Morgan jerked a thumb in the direction of the AX9. “The Israeli meat grinder stays here, until you two leave town. The rest of your shit, you can pack up and get out of here.” Morgan turned on his heel and marched out of the room. Wilder, apparently, wanted the last word. “I’ve got three units covering Clarkston, until we can find a replacement for Deputy Moon,” Wilder said. “You have any trouble with anybody, I expect you to let them handle it.” He looked at both of us. “Are we clear on that?”
We said it was.
“I’ll have the garage bring your car around front. Do yourselves a favor. Go home. Wreak havoc in your own backyard. Far as I’m concerned, three dead bodies is about your limit around here.”

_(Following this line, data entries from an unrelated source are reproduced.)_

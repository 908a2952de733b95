use glam::DVec3;
use tracing::trace;

use crate::config::ConfigError;
use crate::config::LodConfig;
use crate::face::Face;
use crate::quadtree::Point;
use crate::quadtree::QuadTree;
use crate::visit::LeafCollector;
use crate::visit::LeafDescriptor;
use crate::visit::TreeVisitor;

/// One face of the sphere and its tree.
#[derive(Debug, Clone)]
pub struct FaceTree {
    pub face: Face,
    pub tree: QuadTree,
}

/// Six independent face trees built around a single focus direction.
#[derive(Debug, Clone)]
pub struct CubeSphere {
    /// In [`Face::ALL`] order
    faces: Vec<FaceTree>,
}

impl CubeSphere {
    /// Build and split a fresh tree for every face. `focus` is a direction (or point) relative to
    /// the sphere's center, it need not be normalized.
    pub fn build(config: &LodConfig, focus: DVec3) -> Result<Self, ConfigError> {
        config.validate()?;

        let faces = Face::ALL
            .into_iter()
            .map(|face| {
                let mut tree = QuadTree::from_config(config)?;
                let p = Self::face_focus(face, &tree, focus);

                tree.split(p, config.split_factor)?;

                trace!(?face, ?p, leaves = tree.leaf_count(), "face built");

                Ok(FaceTree { face, tree })
            })
            .collect::<Result<Vec<_>, ConfigError>>()?;

        Ok(Self { faces })
    }

    /// Where `focus` lands in `tree`'s local space on `face`. Faces turned away from the focus
    /// get a point at infinity, which never triggers a split.
    pub fn face_focus(face: Face, tree: &QuadTree, focus: DVec3) -> Point {
        let far = Point::new(f64::INFINITY, f64::INFINITY);

        if !face.facing(focus) {
            return far;
        }

        face.project(focus)
            .map(|uv| tree.focus_from_face(uv))
            .unwrap_or(far)
    }

    pub fn faces(&self) -> &[FaceTree] {
        &self.faces
    }

    pub fn tree(&self, face: Face) -> &QuadTree {
        &self.faces[face as usize].tree
    }

    pub fn leaf_count(&self) -> usize {
        self.faces.iter().map(|f| f.tree.leaf_count()).sum()
    }

    /// Traverse every face tree with `visitor`, faces in [`Face::ALL`] order. `enter_face` runs
    /// before each face's traversal so the visitor can retarget itself, e.g. onto that face's
    /// viewport.
    pub fn visit<V, F>(&self, visitor: &mut V, mut enter_face: F)
    where
        V: TreeVisitor + ?Sized,
        F: FnMut(&mut V, Face, &QuadTree),
    {
        for f in &self.faces {
            enter_face(visitor, f.face, &f.tree);
            f.tree.visit(visitor);
        }
    }

    /// Leaves of every face, faces in [`Face::ALL`] order and leaves in traversal order.
    pub fn collect_leaves(&self) -> Vec<(Face, Vec<LeafDescriptor>)> {
        self.faces
            .iter()
            .map(|f| {
                let mut collector = LeafCollector::new();
                f.tree.visit(&mut collector);

                (f.face, collector.into_leaves())
            })
            .collect()
    }
}
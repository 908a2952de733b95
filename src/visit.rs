//! Consuming a built [`QuadTree`](crate::quadtree::QuadTree) without the tree knowing how its
//! leaves are used.

use crate::color::Color;
use crate::quadtree::Point;
use crate::quadtree::QuadNode;

/// Hooks invoked by [`QuadTree::visit`](crate::quadtree::QuadTree::visit).
///
/// `before_visit` and `after_visit` bracket every node, internal or leaf. `on_leaf` runs exactly
/// once per leaf, between the two. `is_last` is set for the last of four siblings (and for a root
/// leaf), which renderers may use to flip transient draw state.
pub trait TreeVisitor {
    fn before_visit(&mut self, _node: &QuadNode) {}

    fn on_leaf(&mut self, node: &QuadNode, is_last: bool, level: u32);

    fn after_visit(&mut self, _node: &QuadNode) {}
}

/// Something that can draw one square of a face.
pub trait PlaneRenderer {
    /// Draw the square of side `size` centered on `(x, y)` in face-local coordinates.
    fn draw_plane(&mut self, x: f64, y: f64, size: f64, color: Color);

    /// Outline-only drawing while `true`.
    fn set_wireframe(&mut self, _on: bool) {}
}

impl<R: PlaneRenderer + ?Sized> PlaneRenderer for &mut R {
    fn draw_plane(&mut self, x: f64, y: f64, size: f64, color: Color) {
        (**self).draw_plane(x, y, size, color);
    }

    fn set_wireframe(&mut self, on: bool) {
        (**self).set_wireframe(on);
    }
}

/// Forwards every leaf to a [`PlaneRenderer`].
#[derive(Debug)]
pub struct LeafRenderer<R> {
    pub renderer: R,

    /// Applied before each node, cleared after it.
    pub wireframe: bool,
}

impl<R: PlaneRenderer> LeafRenderer<R> {
    pub fn new(renderer: R) -> Self {
        Self {
            renderer,
            wireframe: false,
        }
    }

    pub fn wireframe(mut self, on: bool) -> Self {
        self.wireframe = on;
        self
    }

    pub fn into_inner(self) -> R {
        self.renderer
    }
}

impl<R: PlaneRenderer> TreeVisitor for LeafRenderer<R> {
    fn before_visit(&mut self, _node: &QuadNode) {
        self.renderer.set_wireframe(self.wireframe);
    }

    fn on_leaf(&mut self, node: &QuadNode, _is_last: bool, _level: u32) {
        self.renderer
            .draw_plane(node.center.x, node.center.y, node.size(), node.color);
    }

    fn after_visit(&mut self, _node: &QuadNode) {
        self.renderer.set_wireframe(false);
    }
}

/// What a renderer gets to know about a leaf.
#[derive(Debug, Clone, Copy, PartialEq)]
pub struct LeafDescriptor {
    pub center: Point,

    /// Full side length
    pub size: f64,

    pub depth: u32,
    pub color: Color,
}

impl From<&QuadNode> for LeafDescriptor {
    fn from(node: &QuadNode) -> Self {
        LeafDescriptor {
            center: node.center,
            size: node.size(),
            depth: node.depth,
            color: node.color,
        }
    }
}

/// Records leaves in traversal order.
#[derive(Debug, Default)]
pub struct LeafCollector {
    leaves: Vec<LeafDescriptor>,
}

impl LeafCollector {
    pub fn new() -> Self {
        Self::default()
    }

    pub fn leaves(&self) -> &[LeafDescriptor] {
        &self.leaves
    }

    pub fn into_leaves(self) -> Vec<LeafDescriptor> {
        self.leaves
    }
}

impl TreeVisitor for LeafCollector {
    fn on_leaf(&mut self, node: &QuadNode, _is_last: bool, _level: u32) {
        self.leaves.push(node.into());
    }
}

/// Collects every `draw_plane` call. Handy for checking what a renderer would have received.
#[derive(Debug, Default)]
pub struct PlaneLog {
    pub planes: Vec<(f64, f64, f64, Color)>,
    pub wireframe_toggles: usize,
}

impl PlaneRenderer for PlaneLog {
    fn draw_plane(&mut self, x: f64, y: f64, size: f64, color: Color) {
        self.planes.push((x, y, size, color));
    }

    fn set_wireframe(&mut self, _on: bool) {
        self.wireframe_toggles += 1;
    }
}

#[cfg(test)]
mod test {
    use super::LeafCollector;
    use super::LeafRenderer;
    use super::PlaneLog;
    use crate::color::Color;
    use crate::quadtree::Point;
    use crate::quadtree::QuadTree;

    fn split_tree() -> QuadTree {
        let mut qt = QuadTree::new(3, 2.0, Point::new(0.0, 0.0), Color::YELLOW).unwrap();
        qt.split(Point::new(0.9, 0.9), 1.0).unwrap();
        qt
    }

    #[test]
    fn renderer_sees_every_leaf_in_order() {
        let qt = split_tree();

        let mut collector = LeafCollector::new();
        qt.visit(&mut collector);

        let mut log = PlaneLog::default();
        qt.visit(&mut LeafRenderer::new(&mut log));

        assert_eq!(log.planes.len(), qt.leaf_count());

        for (leaf, &(x, y, size, color)) in collector.leaves().iter().zip(&log.planes) {
            assert_eq!(Point::new(x, y), leaf.center);
            assert_eq!(size, leaf.size);
            assert_eq!(color, leaf.color);
        }
    }

    #[test]
    fn wireframe_is_toggled_around_each_node() {
        let qt = split_tree();

        let mut log = PlaneLog::default();
        qt.visit(&mut LeafRenderer::new(&mut log).wireframe(true));

        assert_eq!(log.wireframe_toggles, 2 * qt.node_count());
    }
}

He pinned us with a final flinty stare, snatched the AX9 from the table, and walked out, leaving Keith and me alone in the room.
“Barn’s insured,” Sarah Jane said. “You gonna sleep ranch hands in it, you gotta have it insured, else workman’s comp won’t pay.”
“Glad to hear that,” I said.
“Probably get way more out of the settlement than the damn building was worth.”
She looked down the hall toward Olley’s room. Sighed and looked down at her boots. “They ain’t sayin so out loud, but don’t none of these hospital people think Olley’s ever going back to the ranch. They’re too polite to say so, but that’s what they’re thinkin.” She looked up at me. “Might be best we just let Keeler have the damn ground.”
“We’re close here,” I said. “We got em on the run. If we can just hang in there for a while, I think we can break em.”
“House where I’m stayin is for sale,” she said.
I kept my mouth shut.
“Pretty little place. Easy to take care of.”
“I told you when we started . . . anytime you want the ranch back, it’s yours. We’ll work out the details later. All you got to do is say the word.”
“I’m gonna talk to Fred about it later today,” she said.
When, once again, I didn’t say anything, she asked, “Where’s your friend?”
“Out in the car yakking with his girlfriend.”
“Ginny Coulter? From over at the cafe?”
“That’s the one,” I said. “I’m gonna take a run out to the ranch. You wanna come along?”
She shook her head. “Olley might . . .” And then she stopped herself. “I probably better stay here,” she said. “Case he needs me.”
We stood up together. She seemed to have lost some of the spring in her step as she walked down the hallway toward the nurses’ station. I watched her go, then headed upstairs to get my bowser bandage looked at.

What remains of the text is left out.